*To do*
Find all lines with the word "headers" in the material, then copy them.

*Given records*

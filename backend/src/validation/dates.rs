//! Permissive calendar-date parsing.
//!
//! Accepts the textual date layouts commonly found in exported weather
//! sheets. Month-first is tried before day-first for slash dates, so
//! `01/02/2024` is the 2nd of January. Any time component is discarded.

use chrono::{DateTime, Datelike, NaiveDate, NaiveDateTime};

/// Date-only layouts, tried in order.
const DATE_FORMATS: &[&str] = &[
    "%Y-%m-%d",
    "%Y/%m/%d",
    "%Y.%m.%d",
    "%m/%d/%Y",
    "%d/%m/%Y",
    "%m-%d-%Y",
    "%d-%m-%Y",
    "%d.%m.%Y",
    "%m/%d/%y",
    "%d %B %Y",
    "%B %d, %Y",
    "%B %d %Y",
    "%d-%b-%Y",
    "%b %d, %Y",
    "%b %d %Y",
    "%a, %d %b %Y",
];

/// Date-time layouts, tried after the date-only ones.
const DATETIME_FORMATS: &[&str] = &[
    "%Y-%m-%d %H:%M:%S",
    "%Y-%m-%d %H:%M:%S%.f",
    "%Y-%m-%d %H:%M",
    "%Y-%m-%dT%H:%M:%S",
    "%Y-%m-%dT%H:%M:%S%.f",
    "%Y-%m-%dT%H:%M",
    "%Y/%m/%d %H:%M:%S",
    "%Y/%m/%d %H:%M",
    "%m/%d/%Y %H:%M:%S",
    "%m/%d/%Y %H:%M",
    "%d/%m/%Y %H:%M:%S",
    "%d/%m/%Y %H:%M",
];

/// Earliest year accepted.
pub const MIN_YEAR: i32 = 1677;
/// Latest year accepted.
pub const MAX_YEAR: i32 = 2262;

/// Parse a date cell, returning `None` when no layout matches.
pub fn parse_date(value: &str) -> Option<NaiveDate> {
    let value = value.trim();
    if value.is_empty() {
        return None;
    }

    parse_compact(value)
        .or_else(|| {
            DATE_FORMATS
                .iter()
                .filter_map(|fmt| NaiveDate::parse_from_str(value, fmt).ok())
                .find(in_range)
        })
        .or_else(|| {
            DATETIME_FORMATS
                .iter()
                .filter_map(|fmt| NaiveDateTime::parse_from_str(value, fmt).ok())
                .map(|dt| dt.date())
                .find(in_range)
        })
        .or_else(|| {
            DateTime::parse_from_rfc3339(value)
                .ok()
                .map(|dt| dt.date_naive())
                .filter(in_range)
        })
}

/// `YYYYMMDD` with no separators. chrono's `%Y` is greedy, so this layout is
/// split by hand.
fn parse_compact(value: &str) -> Option<NaiveDate> {
    if value.len() != 8 || !value.bytes().all(|b| b.is_ascii_digit()) {
        return None;
    }
    let year = value.get(0..4)?.parse().ok()?;
    let month = value.get(4..6)?.parse().ok()?;
    let day = value.get(6..8)?.parse().ok()?;
    NaiveDate::from_ymd_opt(year, month, day).filter(in_range)
}

fn in_range(date: &NaiveDate) -> bool {
    (MIN_YEAR..=MAX_YEAR).contains(&date.year())
}
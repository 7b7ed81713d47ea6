//! High-level pipeline API: raw CSV in, analysis report out.
//!
//! Combines parsing, validation and analysis, logging each step through
//! the log broadcaster.
//!
//! # Example
//!
//! ```rust,ignore
//! use weatherstat::analysis::pipeline::analyze_file;
//! use std::path::Path;
//!
//! fn main() -> Result<(), Box<dyn std::error::Error>> {
//!     let report = analyze_file(Path::new("weather.csv"))?;
//!     println!("ANOVA p-value: {}", report.analysis.anova.p_value);
//!     Ok(())
//! }
//! ```

use chrono::NaiveDate;
use serde::Serialize;
use std::path::Path;

use super::analyze;
use crate::api::logs::{log_error, log_info, log_info_indent, log_success, log_warning};
use crate::error::{PipelineResult, ValidationError};
use crate::models::{AnalysisResult, WeatherDataset};
use crate::parser::{parse_bytes_auto, parse_text_auto, RawTable};
use crate::validation::validate_table;

/// Where the analysed data came from.
#[derive(Debug, Clone, PartialEq, Serialize)]
pub struct SourceInfo {
    pub encoding: String,
    pub delimiter: char,
    pub headers: Vec<String>,
    pub row_count: usize,
    pub first_date: NaiveDate,
    pub last_date: NaiveDate,
}

/// Result of a complete pipeline run.
#[derive(Debug, Clone, PartialEq, Serialize)]
pub struct Report {
    pub source: SourceInfo,
    pub analysis: AnalysisResult,
}

/// Analyze a CSV file.
pub fn analyze_file(path: &Path) -> PipelineResult<Report> {
    log_info(format!("📖 Reading {}", path.display()));
    let bytes = std::fs::read(path)?;
    analyze_bytes(&bytes)
}

/// Analyze raw CSV bytes (encoding and delimiter auto-detected).
pub fn analyze_bytes(bytes: &[u8]) -> PipelineResult<Report> {
    log_info("Detecting encoding and separator...");
    let table = parse_bytes_auto(bytes).map_err(|e| reject(e.into()))?;
    analyze_table(table)
}

/// Analyze CSV text, e.g. pasted into a form field.
pub fn analyze_text(text: &str) -> PipelineResult<Report> {
    log_info("Detecting separator...");
    let table = parse_text_auto(text).map_err(|e| reject(e.into()))?;
    analyze_table(table)
}

fn analyze_table(table: RawTable) -> PipelineResult<Report> {
    log_success(format!("Detected encoding: {}", table.encoding));
    log_success(format!("Detected separator: '{}'", format_delimiter(table.delimiter)));
    log_info(format!("📋 CSV has {} columns:", table.headers.len()));
    for (i, col) in table.headers.iter().enumerate() {
        log_info_indent(format!("[{:2}] {}", i + 1, col), 1);
    }

    log_info("✔️  Validating...");
    let dataset = validate_table(&table).map_err(reject)?;
    log_success(format!("{} valid records", dataset.len()));

    log_info("📊 Computing statistics...");
    let analysis = analyze(&dataset).map_err(|e| {
        log_error(e.to_string());
        e
    })?;
    log_analysis(&analysis);

    Ok(Report {
        source: source_info(&table, &dataset),
        analysis,
    })
}

fn source_info(table: &RawTable, dataset: &WeatherDataset) -> SourceInfo {
    let (first_date, last_date) = dataset.date_range();
    SourceInfo {
        encoding: table.encoding.clone(),
        delimiter: table.delimiter,
        headers: table.headers.clone(),
        row_count: dataset.len(),
        first_date,
        last_date,
    }
}

fn reject(err: ValidationError) -> ValidationError {
    log_error(err.to_string());
    err
}

fn log_analysis(analysis: &AnalysisResult) {
    let summary = &analysis.temperature_summary;
    log_success(format!(
        "Temperature: mean {}, median {}, mode {}, std {}",
        summary.mean, summary.median, summary.mode, summary.standard_deviation
    ));
    log_success(format!("{} month(s) in monthly summary", analysis.monthly_summary.len()));

    if analysis.monthly_summary.len() < 2 {
        log_warning("Data spans a single month, ANOVA skipped");
    } else if analysis.anova.significant {
        log_success(format!(
            "ANOVA: F = {}, p = {} (significant)",
            analysis.anova.f_statistic, analysis.anova.p_value
        ));
    } else {
        log_info(format!(
            "ANOVA: F = {}, p = {} (not significant)",
            analysis.anova.f_statistic, analysis.anova.p_value
        ));
    }
}

/// Format delimiter for display
pub fn format_delimiter(d: char) -> String {
    match d {
        '\t' => "TAB".to_string(),
        c => c.to_string(),
    }
}

#[cfg(test)]
mod tests {
    use super::*;
    use crate::error::PipelineError;

    const CSV: &str = "Date,Temperature,Rainfall\n\
                       2024-01-01,2.0,0.0\n\
                       2024-01-02,3.0,1.0\n\
                       2024-02-01,8.0,4.5\n";

    #[test]
    fn test_analyze_text() {
        let report = analyze_text(CSV).unwrap();

        assert_eq!(report.source.row_count, 3);
        assert_eq!(report.source.delimiter, ',');
        assert_eq!(report.source.first_date, NaiveDate::from_ymd_opt(2024, 1, 1).unwrap());
        assert_eq!(report.source.last_date, NaiveDate::from_ymd_opt(2024, 2, 1).unwrap());
        assert_eq!(report.analysis.monthly_summary.len(), 2);
    }

    #[test]
    fn test_analyze_bytes_rejects_invalid() {
        let err = analyze_bytes(b"Date,Temperature\n2024-01-01,2\n").unwrap_err();
        match err {
            PipelineError::Validation(ValidationError::MissingColumns(cols)) => {
                assert_eq!(cols, vec!["Rainfall".to_string()]);
            }
            other => panic!("unexpected error: {}", other),
        }
    }

    #[test]
    fn test_analyze_file() {
        let dir = tempfile::tempdir().unwrap();
        let path = dir.path().join("weather.csv");
        std::fs::write(&path, CSV).unwrap();

        let report = analyze_file(&path).unwrap();
        assert_eq!(report.analysis.record_count, 3);
    }

    #[test]
    fn test_analyze_missing_file() {
        let err = analyze_file(Path::new("/definitely/not/here.csv")).unwrap_err();
        assert!(matches!(err, PipelineError::Io(_)));
    }

    #[test]
    fn test_format_delimiter() {
        assert_eq!(format_delimiter('\t'), "TAB");
        assert_eq!(format_delimiter(';'), ";");
    }
}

*Response box*
    pub headers: Vec<String>,
    log_info(format!("📋 CSV has {} columns:", table.headers.len()));
    for (i, col) in table.headers.iter().enumerate() {
        headers: table.headers.clone(),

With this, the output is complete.